WORK REQUEST –
Your answer should be the lines from the start of the records through the line with "record inbound stock", copied word for word.
(Beginning of STUDY MATERIAL)
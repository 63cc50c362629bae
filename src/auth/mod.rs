/*!
 * # Authentication and Authorization Module
 *
 * Stateless HS256 bearer tokens plus role checks for the two account roles:
 *
 * - `admin` may manage the catalog and record inbound stock
 * - `karyawan` (regular employee) may read and record outbound stock
 *
 * `auth_middleware` turns a valid `Authorization: Bearer` header into a [`Principal`]
 * stored in the request extensions; handlers take it as an extractor.
 */

pub mod password;

use async_trait::async_trait;
use axum::{
    extract::{FromRequestParts, Request, State},
    http::{header, request::Parts, HeaderMap},
    middleware::Next,
    response::{IntoResponse, Response},
};
use chrono::{Duration as ChronoDuration, Utc};
use jsonwebtoken::{decode, encode, Algorithm, DecodingKey, EncodingKey, Header, Validation};
use serde::{Deserialize, Serialize};
use std::sync::Arc;
use std::time::Duration;
use thiserror::Error;
use tracing::{debug, warn};
use uuid::Uuid;

use crate::config::AppConfig;
use crate::entities::user::Role;
use crate::errors::ServiceError;

/// Claim structure for JWT tokens
#[derive(Debug, Clone, Serialize, Deserialize)]
pub struct Claims {
    pub sub: String,  // Subject (user ID)
    pub role: String, // admin | karyawan
    pub jti: String,  // JWT ID (unique identifier for this token)
    pub iat: i64,     // Issued at time
    pub exp: i64,     // Expiration time
    pub iss: String,  // Issuer
    pub aud: String,  // Audience
}

/// Authenticated caller: who is making the request and with which role.
#[derive(Debug, Clone, Copy, PartialEq, Eq, Serialize)]
pub struct Principal {
    pub user_id: i32,
    pub role: Role,
}

impl Principal {
    pub fn new(user_id: i32, role: Role) -> Self {
        Self { user_id, role }
    }

    pub fn is_admin(&self) -> bool {
        self.role == Role::Admin
    }

    fn from_claims(claims: &Claims) -> Result<Self, AuthError> {
        let user_id = claims.sub.parse::<i32>().map_err(|_| AuthError::InvalidToken)?;
        let role = claims.role.parse::<Role>().map_err(|_| AuthError::InvalidToken)?;
        Ok(Self { user_id, role })
    }
}

/// Authentication configuration
#[derive(Clone, Debug)]
pub struct AuthConfig {
    pub jwt_secret: String,
    pub jwt_audience: String,
    pub jwt_issuer: String,
    pub access_token_expiration: Duration,
}

impl AuthConfig {
    pub fn new(
        jwt_secret: String,
        jwt_audience: String,
        jwt_issuer: String,
        access_token_expiration: Duration,
    ) -> Self {
        Self {
            jwt_secret,
            jwt_audience,
            jwt_issuer,
            access_token_expiration,
        }
    }
}

impl From<&AppConfig> for AuthConfig {
    fn from(cfg: &AppConfig) -> Self {
        Self::new(
            cfg.jwt_secret.clone(),
            cfg.auth_audience.clone(),
            cfg.auth_issuer.clone(),
            Duration::from_secs(cfg.jwt_expiration),
        )
    }
}

/// Freshly issued access token
#[derive(Debug, Clone, Serialize, Deserialize)]
pub struct IssuedToken {
    pub access_token: String,
    pub token_type: String,
    pub expires_in: i64,
}

/// Issues and validates access tokens. The signing key never leaves this struct.
#[derive(Clone)]
pub struct AuthService {
    config: AuthConfig,
    encoding_key: EncodingKey,
    decoding_key: DecodingKey,
}

impl std::fmt::Debug for AuthService {
    fn fmt(&self, f: &mut std::fmt::Formatter<'_>) -> std::fmt::Result {
        f.debug_struct("AuthService")
            .field("issuer", &self.config.jwt_issuer)
            .field("audience", &self.config.jwt_audience)
            .finish_non_exhaustive()
    }
}

impl AuthService {
    pub fn new(config: AuthConfig) -> Self {
        let encoding_key = EncodingKey::from_secret(config.jwt_secret.as_bytes());
        let decoding_key = DecodingKey::from_secret(config.jwt_secret.as_bytes());
        Self {
            config,
            encoding_key,
            decoding_key,
        }
    }

    /// Generate a JWT token for a user
    pub fn issue_token(&self, user_id: i32, role: Role) -> Result<IssuedToken, AuthError> {
        let now = Utc::now();
        let ttl = ChronoDuration::from_std(self.config.access_token_expiration)
            .map_err(|_| AuthError::TokenCreation("Invalid token duration".to_string()))?;

        let claims = Claims {
            sub: user_id.to_string(),
            role: role.as_str().to_string(),
            jti: Uuid::new_v4().to_string(),
            iat: now.timestamp(),
            exp: (now + ttl).timestamp(),
            iss: self.config.jwt_issuer.clone(),
            aud: self.config.jwt_audience.clone(),
        };

        let access_token = self.encode_claims(&claims)?;
        debug!(user_id, role = %role, jti = %claims.jti, "issued access token");

        Ok(IssuedToken {
            access_token,
            token_type: "Bearer".to_string(),
            expires_in: self.config.access_token_expiration.as_secs() as i64,
        })
    }

    fn encode_claims(&self, claims: &Claims) -> Result<String, AuthError> {
        encode(&Header::new(Algorithm::HS256), claims, &self.encoding_key)
            .map_err(|e| AuthError::TokenCreation(e.to_string()))
    }

    /// Validate a JWT token and extract the claims
    pub fn validate_token(&self, token: &str) -> Result<Claims, AuthError> {
        let mut validation = Validation::new(Algorithm::HS256);
        validation.set_issuer(&[self.config.jwt_issuer.as_str()]);
        validation.set_audience(&[self.config.jwt_audience.as_str()]);

        decode::<Claims>(token, &self.decoding_key, &validation)
            .map(|data| data.claims)
            .map_err(|e| match e.kind() {
                jsonwebtoken::errors::ErrorKind::ExpiredSignature => AuthError::TokenExpired,
                _ => AuthError::InvalidToken,
            })
    }

    /// Validates `token` and returns the caller it identifies.
    pub fn authenticate(&self, token: &str) -> Result<Principal, AuthError> {
        let claims = self.validate_token(token)?;
        Principal::from_claims(&claims)
    }
}

/// Authentication error types
#[derive(Debug, Error)]
pub enum AuthError {
    #[error("No authentication token provided")]
    MissingToken,

    #[error("Invalid authentication token")]
    InvalidToken,

    #[error("Token has expired")]
    TokenExpired,

    #[error("Invalid email or password")]
    InvalidCredentials,

    #[error("Insufficient permissions")]
    InsufficientPermissions,

    #[error("Token creation failed: {0}")]
    TokenCreation(String),

    #[error("Authentication service not available")]
    ServiceUnavailable,
}

impl From<AuthError> for ServiceError {
    fn from(err: AuthError) -> Self {
        match err {
            AuthError::MissingToken
            | AuthError::InvalidToken
            | AuthError::TokenExpired
            | AuthError::InvalidCredentials => ServiceError::Unauthorized(err.to_string()),
            AuthError::InsufficientPermissions => ServiceError::Forbidden(err.to_string()),
            AuthError::TokenCreation(msg) => ServiceError::JwtError(msg),
            AuthError::ServiceUnavailable => ServiceError::InternalError(err.to_string()),
        }
    }
}

impl IntoResponse for AuthError {
    fn into_response(self) -> Response {
        ServiceError::from(self).into_response()
    }
}

/// Pulls the token out of `Authorization: Bearer <token>`.
fn bearer_token(headers: &HeaderMap) -> Result<&str, AuthError> {
    let value = headers
        .get(header::AUTHORIZATION)
        .ok_or(AuthError::MissingToken)?
        .to_str()
        .map_err(|_| AuthError::InvalidToken)?;

    let token = value
        .strip_prefix("Bearer ")
        .or_else(|| value.strip_prefix("bearer "))
        .map(str::trim)
        .ok_or(AuthError::InvalidToken)?;

    if token.is_empty() {
        return Err(AuthError::MissingToken);
    }
    Ok(token)
}

/// Authentication middleware that extracts and validates bearer tokens
pub async fn auth_middleware(mut request: Request, next: Next) -> Response {
    let auth_service = match request.extensions().get::<Arc<AuthService>>() {
        Some(service) => service.clone(),
        None => return AuthError::ServiceUnavailable.into_response(),
    };

    let principal = match bearer_token(request.headers()).and_then(|t| auth_service.authenticate(t))
    {
        Ok(principal) => principal,
        Err(e) => {
            warn!(error = %e, path = %request.uri().path(), "rejected unauthenticated request");
            return e.into_response();
        }
    };

    request.extensions_mut().insert(principal);
    next.run(request).await
}

/// Role middleware to check if a user has the required role
pub async fn role_middleware(
    State(required_role): State<Role>,
    request: Request,
    next: Next,
) -> Result<Response, AuthError> {
    let principal = request
        .extensions()
        .get::<Principal>()
        .copied()
        .ok_or(AuthError::MissingToken)?;

    if principal.role != required_role {
        warn!(
            user_id = principal.user_id,
            role = %principal.role,
            required = %required_role,
            "role check failed"
        );
        return Err(AuthError::InsufficientPermissions);
    }

    Ok(next.run(request).await)
}

#[async_trait]
impl<S> FromRequestParts<S> for Principal
where
    S: Send + Sync,
{
    type Rejection = ServiceError;

    async fn from_request_parts(parts: &mut Parts, _state: &S) -> Result<Self, Self::Rejection> {
        parts
            .extensions
            .get::<Principal>()
            .copied()
            .ok_or_else(|| AuthError::MissingToken.into())
    }
}

/// Extension methods for Router to add auth middleware
pub trait AuthRouterExt {
    fn with_auth(self) -> Self;
    fn with_role(self, role: Role) -> Self;
}

impl<S> AuthRouterExt for axum::Router<S>
where
    S: Clone + Send + Sync + 'static,
{
    fn with_auth(self) -> Self {
        self.layer(axum::middleware::from_fn(auth_middleware))
    }

    fn with_role(self, role: Role) -> Self {
        self.layer(axum::middleware::from_fn_with_state(role, role_middleware))
            .with_auth()
    }
}

#[cfg(test)]
mod tests {
    use super::*;
    use assert_matches::assert_matches;
    use axum::{
        body::Body,
        http::{Request as HttpRequest, StatusCode},
        routing::get,
        Extension, Router,
    };
    use tower::ServiceExt;

    const SECRET: &str = "unit-test-secret-abcdefghijklmnopqrstuvwxyz";

    fn service() -> AuthService {
        AuthService::new(AuthConfig::new(
            SECRET.to_string(),
            "bengkel-inventory-api".to_string(),
            "bengkel-inventory".to_string(),
            Duration::from_secs(3600),
        ))
    }

    #[test]
    fn issued_token_round_trips_to_principal() {
        let auth = service();
        let token = auth.issue_token(42, Role::Karyawan).unwrap();
        assert_eq!(token.token_type, "Bearer");
        assert_eq!(token.expires_in, 3600);

        let principal = auth.authenticate(&token.access_token).unwrap();
        assert_eq!(principal, Principal::new(42, Role::Karyawan));
        assert!(!principal.is_admin());
    }

    #[test]
    fn expired_token_is_rejected() {
        let auth = service();
        let now = Utc::now().timestamp();
        let claims = Claims {
            sub: "1".into(),
            role: "admin".into(),
            jti: "x".into(),
            iat: now - 7200,
            exp: now - 3600,
            iss: "bengkel-inventory".into(),
            aud: "bengkel-inventory-api".into(),
        };
        let token = auth.encode_claims(&claims).unwrap();
        assert_matches!(auth.validate_token(&token), Err(AuthError::TokenExpired));
    }

    #[test]
    fn foreign_signature_and_audience_are_rejected() {
        let auth = service();
        let other = AuthService::new(AuthConfig::new(
            "another-secret-0123456789-abcdefghijklmnop".into(),
            "bengkel-inventory-api".into(),
            "bengkel-inventory".into(),
            Duration::from_secs(3600),
        ));
        let token = other.issue_token(1, Role::Admin).unwrap();
        assert_matches!(auth.validate_token(&token.access_token), Err(AuthError::InvalidToken));

        let wrong_aud = AuthService::new(AuthConfig::new(
            SECRET.into(),
            "someone-else".into(),
            "bengkel-inventory".into(),
            Duration::from_secs(3600),
        ));
        let token = wrong_aud.issue_token(1, Role::Admin).unwrap();
        assert_matches!(auth.validate_token(&token.access_token), Err(AuthError::InvalidToken));
    }

    #[test]
    fn unknown_role_claim_is_invalid() {
        let auth = service();
        let now = Utc::now().timestamp();
        let token = auth
            .encode_claims(&Claims {
                sub: "1".into(),
                role: "owner".into(),
                jti: "x".into(),
                iat: now,
                exp: now + 60,
                iss: "bengkel-inventory".into(),
                aud: "bengkel-inventory-api".into(),
            })
            .unwrap();
        assert_matches!(auth.authenticate(&token), Err(AuthError::InvalidToken));
    }

    async fn whoami(principal: Principal) -> String {
        format!("{}:{}", principal.user_id, principal.role)
    }

    fn app(auth: Arc<AuthService>) -> Router {
        let user_routes = Router::new().route("/me", get(whoami)).with_auth();
        let admin_routes = Router::new()
            .route("/admin", get(whoami))
            .with_role(Role::Admin);
        user_routes.merge(admin_routes).layer(Extension(auth))
    }

    async fn call(app: Router, path: &str, token: Option<&str>) -> StatusCode {
        let mut builder = HttpRequest::builder().uri(path);
        if let Some(token) = token {
            builder = builder.header(header::AUTHORIZATION, format!("Bearer {}", token));
        }
        app.oneshot(builder.body(Body::empty()).unwrap())
            .await
            .unwrap()
            .status()
    }

    #[tokio::test]
    async fn middleware_enforces_authentication_and_role() {
        let auth = Arc::new(service());
        let karyawan = auth.issue_token(2, Role::Karyawan).unwrap().access_token;
        let admin = auth.issue_token(1, Role::Admin).unwrap().access_token;

        assert_eq!(call(app(auth.clone()), "/me", None).await, StatusCode::UNAUTHORIZED);
        assert_eq!(
            call(app(auth.clone()), "/me", Some("garbage")).await,
            StatusCode::UNAUTHORIZED
        );
        assert_eq!(call(app(auth.clone()), "/me", Some(&karyawan)).await, StatusCode::OK);
        assert_eq!(
            call(app(auth.clone()), "/admin", Some(&karyawan)).await,
            StatusCode::FORBIDDEN
        );
        assert_eq!(call(app(auth.clone()), "/admin", Some(&admin)).await, StatusCode::OK);
        assert_eq!(call(app(auth), "/admin", None).await, StatusCode::UNAUTHORIZED);
    }
}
(End of STUDY MATERIAL)
TASK RESPONSE –
repository 63cc50c362629bae
filename src/auth/mod.rs
/*!
 * # Authentication and Authorization Module
 *
 * Stateless HS256 bearer tokens plus role checks for the two account roles:
 *
 * - `admin` may manage the catalog and record inbound stock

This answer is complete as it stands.